Les nouvelles sanctions pourraient également compromettre les perspectives d'un règlement négocié. Les USA soutiennent que les négociations sont une erreur, malgré le soutien apporté par une grande partie de l'Europe et de l'Amérique latine. Certes, les précédentes tentatives de pourparlers ont été infructueuses, le gouvernement Maduro n'ayant pas réussi à négocier de bonne foi. Néanmoins, le décret arrive à un moment où la poursuite des pourparlers parrainés par la Norvège entre les représentants de l'opposition et du régime a montré un certain espoir de sortir de l'impasse et de progresser vers un règlement pacifique. Lors de la conférence de Lima sur le Venezuela, mardi, M. Bolton a rejeté ces pourparlers comme étant " peu sérieux " et a déclaré que " le moment est venu d'agir ".
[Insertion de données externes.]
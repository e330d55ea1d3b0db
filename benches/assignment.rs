use criterion::{black_box, criterion_group, criterion_main, Criterion, Throughput};

use abtest_core::{
    assignment::{assign_variant, bucket},
    model::{ExperimentId, User, UserId, Variant},
    rules::SegmentRules,
    statistics::{analyze, VariantCounts},
    AttributeValue,
};

fn criterion_benchmark(c: &mut Criterion) {
    let user = UserId::from("subject1");
    let experiment_id = ExperimentId(42);

    {
        let mut group = c.benchmark_group("assignment");
        group.throughput(Throughput::Elements(1));
        let variants = vec![
            Variant::new(1, 42, "control", 34.0),
            Variant::new(2, 42, "blue", 33.0),
            Variant::new(3, 42, "green", 33.0),
        ];
        group.bench_function("bucket", |b| {
            b.iter(|| bucket(black_box(&user), black_box(experiment_id)))
        });
        group.bench_function("assign_variant", |b| {
            b.iter(|| {
                assign_variant(
                    black_box(&user),
                    black_box(experiment_id),
                    black_box(&variants),
                )
            })
        });
        group.finish();
    }

    {
        let mut group = c.benchmark_group("segment-rules");
        group.throughput(Throughput::Elements(1));
        let subject = User::new("subject1")
            .with_premium(true)
            .with_country_code("US")
            .with_attribute("plan", "enterprise");
        let rules = SegmentRules::new([
            ("is_premium", AttributeValue::from(true)),
            ("country_code", AttributeValue::from("US")),
            ("attributes.plan", AttributeValue::from("enterprise")),
        ])
        .unwrap();
        group.bench_function("matches", |b| {
            b.iter(|| black_box(&rules).matches(black_box(&subject)))
        });
        group.finish();
    }

    {
        let mut group = c.benchmark_group("statistics");
        group.throughput(Throughput::Elements(1));
        let counts = vec![
            VariantCounts::new(1, "control", 300, 1000),
            VariantCounts::new(2, "blue", 371, 1000),
            VariantCounts::new(3, "green", 310, 1000),
        ];
        group.bench_function("analyze", |b| {
            b.iter(|| analyze(black_box(&counts), black_box(0.95), black_box(0.05)))
        });
        group.finish();
    }
}

criterion_group!(benches, criterion_benchmark);
criterion_main!(benches);
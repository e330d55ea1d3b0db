//! Segment rules: a conjunction of `attribute == value` conditions over a [`User`].
//!
//! Rule keys form a closed set mapped to typed accessors. Unknown keys are rejected when the rules
//! are built (or deserialized), so a misspelled key is a configuration error instead of a rule that
//! silently never matches.
use std::{collections::BTreeMap, fmt, str::FromStr};

use serde::{Deserialize, Serialize};

use crate::{model::User, AttributeValue, Error};

const ATTRIBUTES_PREFIX: &str = "attributes.";

/// A user attribute that segment rules can refer to.
#[derive(Debug, Clone, PartialEq, Eq, PartialOrd, Ord, Hash)]
pub enum RuleKey {
    Id,
    Email,
    FirstName,
    LastName,
    IsPremium,
    CountryCode,
    /// Free-form attribute from [`User::attributes`], written as `attributes.<name>`.
    Attribute(String),
}

impl RuleKey {
    /// Read the value of this attribute from `user`. Returns `None` when the user does not have
    /// it.
    pub fn value_of(&self, user: &User) -> Option<AttributeValue> {
        match self {
            RuleKey::Id => Some(user.id.as_str().into()),
            RuleKey::Email => Some(user.email.as_str().into()),
            RuleKey::FirstName => Some(user.first_name.as_str().into()),
            RuleKey::LastName => Some(user.last_name.as_str().into()),
            RuleKey::IsPremium => Some(user.is_premium.into()),
            RuleKey::CountryCode => user.country_code.as_deref().map(Into::into),
            RuleKey::Attribute(name) => user.attributes.get(name).cloned(),
        }
    }
}

impl FromStr for RuleKey {
    type Err = Error;

    fn from_str(s: &str) -> Result<RuleKey, Error> {
        Ok(match s {
            "id" => RuleKey::Id,
            "email" => RuleKey::Email,
            "first_name" => RuleKey::FirstName,
            "last_name" => RuleKey::LastName,
            "is_premium" => RuleKey::IsPremium,
            "country_code" => RuleKey::CountryCode,
            _ => match s.strip_prefix(ATTRIBUTES_PREFIX) {
                Some(name) if !name.is_empty() => RuleKey::Attribute(name.to_owned()),
                _ => return Err(Error::UnknownRuleKey(s.to_owned())),
            },
        })
    }
}

impl fmt::Display for RuleKey {
    fn fmt(&self, f: &mut fmt::Formatter<'_>) -> fmt::Result {
        match self {
            RuleKey::Id => f.write_str("id"),
            RuleKey::Email => f.write_str("email"),
            RuleKey::FirstName => f.write_str("first_name"),
            RuleKey::LastName => f.write_str("last_name"),
            RuleKey::IsPremium => f.write_str("is_premium"),
            RuleKey::CountryCode => f.write_str("country_code"),
            RuleKey::Attribute(name) => write!(f, "{ATTRIBUTES_PREFIX}{name}"),
        }
    }
}

/// Attribute conditions of a segment. A user matches when every condition holds.
///
/// Serialized as a JSON object mapping rule keys to required values, e.g.
/// `{"is_premium": true, "country_code": "US"}`.
#[derive(Debug, Clone, PartialEq, Default, Serialize, Deserialize)]
#[serde(
    try_from = "BTreeMap<String, AttributeValue>",
    into = "BTreeMap<String, AttributeValue>"
)]
pub struct SegmentRules {
    conditions: BTreeMap<RuleKey, AttributeValue>,
}

impl SegmentRules {
    /// Build rules from a name → required value map, rejecting unknown keys.
    pub fn new<K, V>(rules: impl IntoIterator<Item = (K, V)>) -> Result<SegmentRules, Error>
    where
        K: AsRef<str>,
        V: Into<AttributeValue>,
    {
        let conditions = rules
            .into_iter()
            .map(|(key, value)| -> Result<(RuleKey, AttributeValue), Error> {
                Ok((key.as_ref().parse()?, value.into()))
            })
            .collect::<Result<BTreeMap<_, _>, Error>>()?;
        Ok(SegmentRules { conditions })
    }

    pub fn is_empty(&self) -> bool {
        self.conditions.is_empty()
    }

    pub fn len(&self) -> usize {
        self.conditions.len()
    }

    /// Return `true` if `user` satisfies every condition.
    ///
    /// Empty rules never match: a segment without conditions can only be joined through explicit
    /// membership.
    pub fn matches(&self, user: &User) -> bool {
        !self.conditions.is_empty()
            && self.conditions.iter().all(|(key, required)| {
                key.value_of(user)
                    .is_some_and(|actual| actual.satisfies(required))
            })
    }
}

impl TryFrom<BTreeMap<String, AttributeValue>> for SegmentRules {
    type Error = Error;

    fn try_from(value: BTreeMap<String, AttributeValue>) -> Result<SegmentRules, Error> {
        SegmentRules::new(value)
    }
}

impl From<SegmentRules> for BTreeMap<String, AttributeValue> {
    fn from(value: SegmentRules) -> Self {
        value
            .conditions
            .into_iter()
            .map(|(key, required)| (key.to_string(), required))
            .collect()
    }
}
use std::sync::Arc;

use crate::model::{ExperimentId, SegmentId, UserId, VariantId};

/// Represents a result type for operations in the engine.
///
/// This `Result` type is a standard Rust `Result` type where the error variant is defined by the
/// crate-specific [`Error`] enum.
pub type Result<T> = std::result::Result<T, Error>;

/// Enum representing possible errors returned by the assignment and analysis engine.
#[derive(thiserror::Error, Debug, Clone)]
#[non_exhaustive]
pub enum Error {
    /// The requested user does not exist in the store.
    #[error("user not found: {0}")]
    UserNotFound(UserId),

    /// The requested experiment does not exist in the store.
    #[error("experiment not found: {0}")]
    ExperimentNotFound(ExperimentId),

    /// The requested variant does not exist in the given experiment.
    #[error("variant {variant_id} not found in experiment {experiment_id}")]
    VariantNotFound {
        /// Experiment that was searched.
        experiment_id: ExperimentId,
        /// Variant that was requested.
        variant_id: VariantId,
    },

    /// The requested segment does not exist in the store.
    #[error("segment not found: {0}")]
    SegmentNotFound(SegmentId),

    /// Statistics were requested for an experiment that has no variants.
    #[error("no variants found for experiment {0}")]
    NoVariants(ExperimentId),

    /// Request parameters or a mutation are out of the accepted range.
    #[error("invalid input: {0}")]
    InvalidInput(String),

    /// A segment rule refers to an attribute that is not in the supported set.
    #[error("unknown segment rule key: {0:?}")]
    UnknownRuleKey(String),

    /// The backing store failed.
    #[error(transparent)]
    Store(#[from] StoreError),
}

/// Failure reported by an [`ExperimentStore`](crate::store::ExperimentStore) implementation.
#[derive(thiserror::Error, Debug, Clone)]
#[error("store error: {message}")]
pub struct StoreError {
    message: String,
    // Backend errors are usually not clonable, so we're wrapping them in an Arc.
    #[source]
    source: Option<Arc<dyn std::error::Error + Send + Sync>>,
}

impl StoreError {
    /// Create a store error with a plain message.
    pub fn new(message: impl Into<String>) -> StoreError {
        StoreError {
            message: message.into(),
            source: None,
        }
    }

    /// Create a store error wrapping the backend error that caused it.
    pub fn with_source(
        message: impl Into<String>,
        source: impl std::error::Error + Send + Sync + 'static,
    ) -> StoreError {
        StoreError {
            message: message.into(),
            source: Some(Arc::new(source)),
        }
    }

    /// Human-readable description of the failure.
    pub fn message(&self) -> &str {
        &self.message
    }
}

impl Error {
    /// Return `true` if the error means the requested entity does not exist.
    pub fn is_not_found(&self) -> bool {
        matches!(
            self,
            Error::UserNotFound(_)
                | Error::ExperimentNotFound(_)
                | Error::VariantNotFound { .. }
                | Error::SegmentNotFound(_)
        )
    }
}
//! Entities read by the engine. They are owned and persisted by an external store; the engine
//! treats them as read-only inputs.
use std::sync::Arc;

use chrono::{DateTime, Utc};
use derive_more::{Display, From, Into};
use serde::{Deserialize, Serialize};

use crate::{
    rules::SegmentRules,
    AttributeValue, Attributes, Error, Result,
};

#[allow(missing_docs)]
pub type Timestamp = DateTime<Utc>;

/// Name of the variant treated as control in statistics reports (compared case-insensitively).
pub const CONTROL_VARIANT_NAME: &str = "control";

/// Opaque, stable user identifier. Cheap to clone.
#[derive(Debug, Clone, PartialEq, Eq, PartialOrd, Ord, Hash, Serialize, Deserialize, Display)]
#[serde(transparent)]
#[display("{_0}")]
pub struct UserId(Arc<str>);

impl UserId {
    pub fn as_str(&self) -> &str {
        &self.0
    }
}

impl From<Arc<str>> for UserId {
    fn from(value: Arc<str>) -> UserId {
        UserId(value)
    }
}

impl From<&str> for UserId {
    fn from(value: &str) -> UserId {
        UserId(value.into())
    }
}

impl From<String> for UserId {
    fn from(value: String) -> UserId {
        UserId(value.into())
    }
}

impl AsRef<str> for UserId {
    fn as_ref(&self) -> &str {
        &self.0
    }
}

impl log::kv::ToValue for UserId {
    fn to_value(&self) -> log::kv::Value {
        log::kv::Value::from_display(self)
    }
}

macro_rules! numeric_id {
    ($(#[$meta:meta])* $name:ident) => {
        $(#[$meta])*
        #[derive(
            Debug,
            Clone,
            Copy,
            PartialEq,
            Eq,
            PartialOrd,
            Ord,
            Hash,
            Serialize,
            Deserialize,
            Display,
            From,
            Into,
        )]
        #[serde(transparent)]
        #[display("{_0}")]
        pub struct $name(pub i64);

        impl log::kv::ToValue for $name {
            fn to_value(&self) -> log::kv::Value {
                log::kv::Value::from(self.0)
            }
        }
    };
}

numeric_id!(
    /// Experiment identifier.
    ExperimentId
);
numeric_id!(
    /// Variant identifier. Variants are ordered by id for bucketing and reporting.
    VariantId
);
numeric_id!(
    /// Segment identifier.
    SegmentId
);

/// A user that can be targeted by segments and bucketed into variants.
#[derive(Debug, Clone, PartialEq, Serialize, Deserialize)]
pub struct User {
    pub id: UserId,
    #[serde(default)]
    pub first_name: String,
    #[serde(default)]
    pub last_name: String,
    #[serde(default)]
    pub email: String,
    #[serde(default)]
    pub is_premium: bool,
    #[serde(default)]
    pub country_code: Option<String>,
    /// Free-form attributes, addressable from segment rules as `attributes.<name>`.
    #[serde(default)]
    pub attributes: Attributes,
}

impl User {
    /// Create a user with the given id and empty profile.
    pub fn new(id: impl Into<UserId>) -> User {
        User {
            id: id.into(),
            first_name: String::new(),
            last_name: String::new(),
            email: String::new(),
            is_premium: false,
            country_code: None,
            attributes: Attributes::new(),
        }
    }

    pub fn with_name(mut self, first_name: impl Into<String>, last_name: impl Into<String>) -> User {
        self.first_name = first_name.into();
        self.last_name = last_name.into();
        self
    }

    pub fn with_email(mut self, email: impl Into<String>) -> User {
        self.email = email.into();
        self
    }

    pub fn with_premium(mut self, is_premium: bool) -> User {
        self.is_premium = is_premium;
        self
    }

    pub fn with_country_code(mut self, country_code: impl Into<String>) -> User {
        self.country_code = Some(country_code.into());
        self
    }

    pub fn with_attribute(mut self, name: impl Into<String>, value: impl Into<AttributeValue>) -> User {
        self.attributes.insert(name.into(), value.into());
        self
    }
}

/// Lifecycle state of an experiment. Carried for the surrounding layer; eligibility does not
/// depend on it.
#[derive(Debug, Clone, Copy, PartialEq, Eq, Default, Serialize, Deserialize)]
#[serde(rename_all = "snake_case")]
pub enum ExperimentStatus {
    #[default]
    Draft,
    Running,
    Paused,
    Completed,
}

#[derive(Debug, Clone, PartialEq, Serialize, Deserialize)]
pub struct Experiment {
    pub id: ExperimentId,
    pub name: String,
    pub description: Option<String>,
    #[serde(default)]
    pub status: ExperimentStatus,
    pub created_at: Timestamp,
    pub started_at: Option<Timestamp>,
    pub ended_at: Option<Timestamp>,
}

impl Experiment {
    /// Create a draft experiment.
    pub fn new(id: impl Into<ExperimentId>, name: impl Into<String>) -> Experiment {
        Experiment {
            id: id.into(),
            name: name.into(),
            description: None,
            status: ExperimentStatus::Draft,
            created_at: Utc::now(),
            started_at: None,
            ended_at: None,
        }
    }

    pub fn with_description(mut self, description: impl Into<String>) -> Experiment {
        self.description = Some(description.into());
        self
    }
}

/// One arm of an experiment with a configured traffic share.
#[derive(Debug, Clone, PartialEq, Serialize, Deserialize)]
pub struct Variant {
    pub id: VariantId,
    pub experiment_id: ExperimentId,
    /// Unique within the experiment.
    pub name: String,
    /// Traffic share in `[0, 100]`.
    pub percent_allocated: f64,
}

impl Variant {
    pub fn new(
        id: impl Into<VariantId>,
        experiment_id: impl Into<ExperimentId>,
        name: impl Into<String>,
        percent_allocated: f64,
    ) -> Variant {
        Variant {
            id: id.into(),
            experiment_id: experiment_id.into(),
            name: name.into(),
            percent_allocated,
        }
    }

    /// Return `true` if the variant is literally named "control" (any case).
    pub fn is_named_control(&self) -> bool {
        self.name.eq_ignore_ascii_case(CONTROL_VARIANT_NAME)
    }
}

/// A named cohort of users, defined by explicit membership and/or attribute rules.
#[derive(Debug, Clone, PartialEq, Serialize, Deserialize)]
pub struct Segment {
    pub id: SegmentId,
    pub name: String,
    pub description: Option<String>,
    /// `None` for purely manual segments.
    #[serde(default)]
    pub rules: Option<SegmentRules>,
}

impl Segment {
    /// Create a manual segment (membership only, no rules).
    pub fn new(id: impl Into<SegmentId>, name: impl Into<String>) -> Segment {
        Segment {
            id: id.into(),
            name: name.into(),
            description: None,
            rules: None,
        }
    }

    pub fn with_rules(mut self, rules: SegmentRules) -> Segment {
        self.rules = Some(rules);
        self
    }
}

/// Append-only fact produced by a user. The engine only reads aggregates over events.
#[derive(Debug, Clone, PartialEq, Serialize, Deserialize)]
pub struct Event {
    pub user_id: UserId,
    pub experiment_id: Option<ExperimentId>,
    pub variant_id: Option<VariantId>,
    #[serde(rename = "type")]
    pub event_type: String,
    pub timestamp: Timestamp,
    #[serde(default)]
    pub properties: Option<serde_json::Value>,
}

impl Event {
    /// Create an event tagged to a variant, timestamped now.
    pub fn new(
        user_id: impl Into<UserId>,
        experiment_id: ExperimentId,
        variant_id: VariantId,
        event_type: impl Into<String>,
    ) -> Event {
        Event {
            user_id: user_id.into(),
            experiment_id: Some(experiment_id),
            variant_id: Some(variant_id),
            event_type: event_type.into(),
            timestamp: Utc::now(),
            properties: None,
        }
    }
}

/// An experiment together with its variants, ordered by variant id.
#[derive(Debug, Clone, PartialEq, Serialize)]
pub struct ExperimentDetail {
    pub experiment: Experiment,
    pub variants: Vec<Variant>,
}

impl ExperimentDetail {
    pub fn new(experiment: Experiment, mut variants: Vec<Variant>) -> ExperimentDetail {
        variants.sort_by_key(|variant| variant.id);
        ExperimentDetail {
            experiment,
            variants,
        }
    }

    pub fn id(&self) -> ExperimentId {
        self.experiment.id
    }

    pub fn total_allocated(&self) -> f64 {
        total_allocated(&self.variants, None)
    }

    /// Variant ids with their allocations, in id order. Changes whenever bucketing would.
    pub fn allocation_fingerprint(&self) -> String {
        self.variants
            .iter()
            .map(|variant| format!("{}@{}", variant.id, variant.percent_allocated))
            .collect::<Vec<_>>()
            .join(",")
    }
}

fn total_allocated(variants: &[Variant], excluding: Option<VariantId>) -> f64 {
    variants
        .iter()
        .filter(|variant| Some(variant.id) != excluding)
        .map(|variant| variant.percent_allocated)
        .sum()
}

/// Check that giving `percent_allocated` to a variant keeps the experiment total within 100%.
///
/// `excluding` names the variant being updated, whose current share is not counted.
pub fn ensure_allocation_fits(
    variants: &[Variant],
    excluding: Option<VariantId>,
    percent_allocated: f64,
) -> Result<()> {
    if !(0.0..=100.0).contains(&percent_allocated) {
        return Err(Error::InvalidInput(format!(
            "percent_allocated must be within [0, 100], got {percent_allocated}"
        )));
    }

    let current = total_allocated(variants, excluding);
    if current + percent_allocated > 100.0 {
        return Err(Error::InvalidInput(format!(
            "total allocation would exceed 100%: current {current}%, attempting to add {percent_allocated}%"
        )));
    }
    Ok(())
}

/// Check that no other variant of the experiment already uses `name`.
pub fn ensure_unique_variant_name(
    variants: &[Variant],
    excluding: Option<VariantId>,
    name: &str,
) -> Result<()> {
    let taken = variants
        .iter()
        .any(|variant| Some(variant.id) != excluding && variant.name == name);
    if taken {
        return Err(Error::InvalidInput(format!(
            "a variant named {name:?} already exists in this experiment"
        )));
    }
    Ok(())
}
Des sanctions généralisées ne sont pas propices à l'instauration d'un climat de confiance entre les deux parties, essentiel à la conclusion d'un accord viable. En effet, mercredi soir, M. Maduro a déclaré qu'il n'enverrait pas de délégation gouvernementale pour assister à une série de pourparlers prévus avec l'opposition cette semaine. La seule monnaie d'échange que l'opposition puisse offrir au régime est de persuader les USA d'assouplir l'éventail des sanctions en vigueur.

Le décret de M. Trump indique qu'il ne serait pas disposé à le faire si M. Maduro demeurait au pouvoir, ce qui sera très probablement inacceptable pour les chavistes. Néanmoins, les sanctions combinées à une certaine forme d'amnistie - une approche du type bâton et carotte - pourraient bien finir par encourager les militaires à forcer M. Maduro à quitter son poste et à accepter des élections libres dans un délai raisonnable.

Il serait de loin préférable que l'administration Trump soutienne le cadre d'Oslo. Au fil du temps, les pourparlers pourraient inclure l'armée vénézuélienne et les USA. La Maison-Blanche devrait accorder un statut de protection temporaire aux Vénézuéliens qui sont venus aux USA après avoir fui des conditions intolérables. Il est difficile de concilier son refus de le faire avec son engagement déclaré à protéger le peuple vénézuélien.

M. Bolton a tenté d'étayer sa thèse sur l'efficacité de sanctions aussi sévères en citant le Panama, le Nicaragua et Cuba comme exemples de réussite. M. Bolton, qui a pour objectif le changement de régime dans ce qu'il a appelé la "Troïka de la tyrannie", a déclaré : 3Cela a fonctionné au Panama, cela a fonctionné une fois au Nicaragua, et cela fonctionnera à nouveau, et cela fonctionnera au Venezuela et à Cuba ».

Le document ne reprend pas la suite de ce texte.